((
//! Error types for the vitals publisher

use thiserror::Error;

/// Result type alias using our Error type
pub type Result<T> = std::result::Result<T, Error>;

/// Errors that can occur in the vitals publisher
#[derive(Error, Debug)]
pub enum Error {
    // =========================================================================
    // Startup Errors
    // =========================================================================
    /// Registry client could not be created or reached
    #[error("User registry connection error: {0}")]
    RegistryConnection(#[source] mongodb::error::Error),

    /// Registry query failed
    #[error("User registry query failed: {0}")]
    RegistryQuery(#[source] mongodb::error::Error),

    /// Broker refused the connection or the transport failed
    #[error("Broker connection to {endpoint} failed: {reason}")]
    BrokerConnection { endpoint: String, reason: String },

    /// Broker did not acknowledge the connection in time
    #[error("Broker at {endpoint} did not acknowledge connection within {timeout_secs}s")]
    BrokerTimeout { endpoint: String, timeout_secs: u64 },

    // =========================================================================
    // Steady-State Errors
    // =========================================================================
    /// A single publish could not be handed to the broker client
    #[error("Publish to {topic} failed: {reason}")]
    Publish { topic: String, reason: String },

    /// Reading serialization error
    #[error("Serialization error: {0}")]
    Serialization(#[from] serde_json::Error),

    /// I/O error
    #[error("I/O error: {0}")]
    Io(#[from] std::io::Error),

    /// Configuration error
    #[error("Configuration error: {0}")]
    Config(String),

    /// Internal error
    #[error("Internal error: {0}")]
    Internal(String),
}

impl Error {
    /// Whether this error belongs to the fatal startup category
    /// (registry or broker unreachable at startup).
    pub fn is_startup_failure(&self) -> bool {
        matches!(
            self,
            Error::RegistryConnection(_)
                | Error::RegistryQuery(_)
                | Error::BrokerConnection { .. }
                | Error::BrokerTimeout { .. }
        )
    }
}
))
**About this exercise**.
Every record, restated word for word, should make up your reply.

**Answer for this exercise**.
//! Error types for the vitals publisher

use thiserror::Error;

/// Result type alias using our Error type
pub type Result<T> = std::result::Result<T, Error>;

/// Errors that can occur in the vitals publisher
#[derive(Error, Debug)]
pub enum Error {
    // =========================================================================
    // Startup Errors
    // =========================================================================
    /// Registry client could not be created or reached
    #[error("User registry connection error: {0}")]
    RegistryConnection(#[source] mongodb::error::Error),

    /// Registry query failed
    #[error("User registry query failed: {0}")]
    RegistryQuery(#[source] mongodb::error::Error),

    /// Broker refused the connection or the transport failed
    #[error("Broker connection to {endpoint} failed: {reason}")]
    BrokerConnection { endpoint: String, reason: String },

    /// Broker did not acknowledge the connection in time
    #[error("Broker at {endpoint} did not acknowledge connection within {timeout_secs}s")]
    BrokerTimeout { endpoint: String, timeout_secs: u64 },

    // =========================================================================
    // Steady-State Errors
    // =========================================================================
    /// A single publish could not be handed to the broker client
    #[error("Publish to {topic} failed: {reason}")]
    Publish { topic: String, reason: String },

    /// Reading serialization error
    #[error("Serialization error: {0}")]
    Serialization(#[from] serde_json::Error),

    /// I/O error
    #[error("I/O error: {0}")]
    Io(#[from] std::io::Error),

    /// Configuration error
    #[error("Configuration error: {0}")]
    Config(String),

    /// Internal error
    #[error("Internal error: {0}")]
    Internal(String),
}

impl Error {
    /// Whether this error belongs to the fatal startup category
    /// (registry or broker unreachable at startup).
    pub fn is_startup_failure(&self) -> bool {
        matches!(
            self,
            Error::RegistryConnection(_)
                | Error::RegistryQuery(_)
                | Error::BrokerConnection { .. }
                | Error::BrokerTimeout { .. }
        )
    }
}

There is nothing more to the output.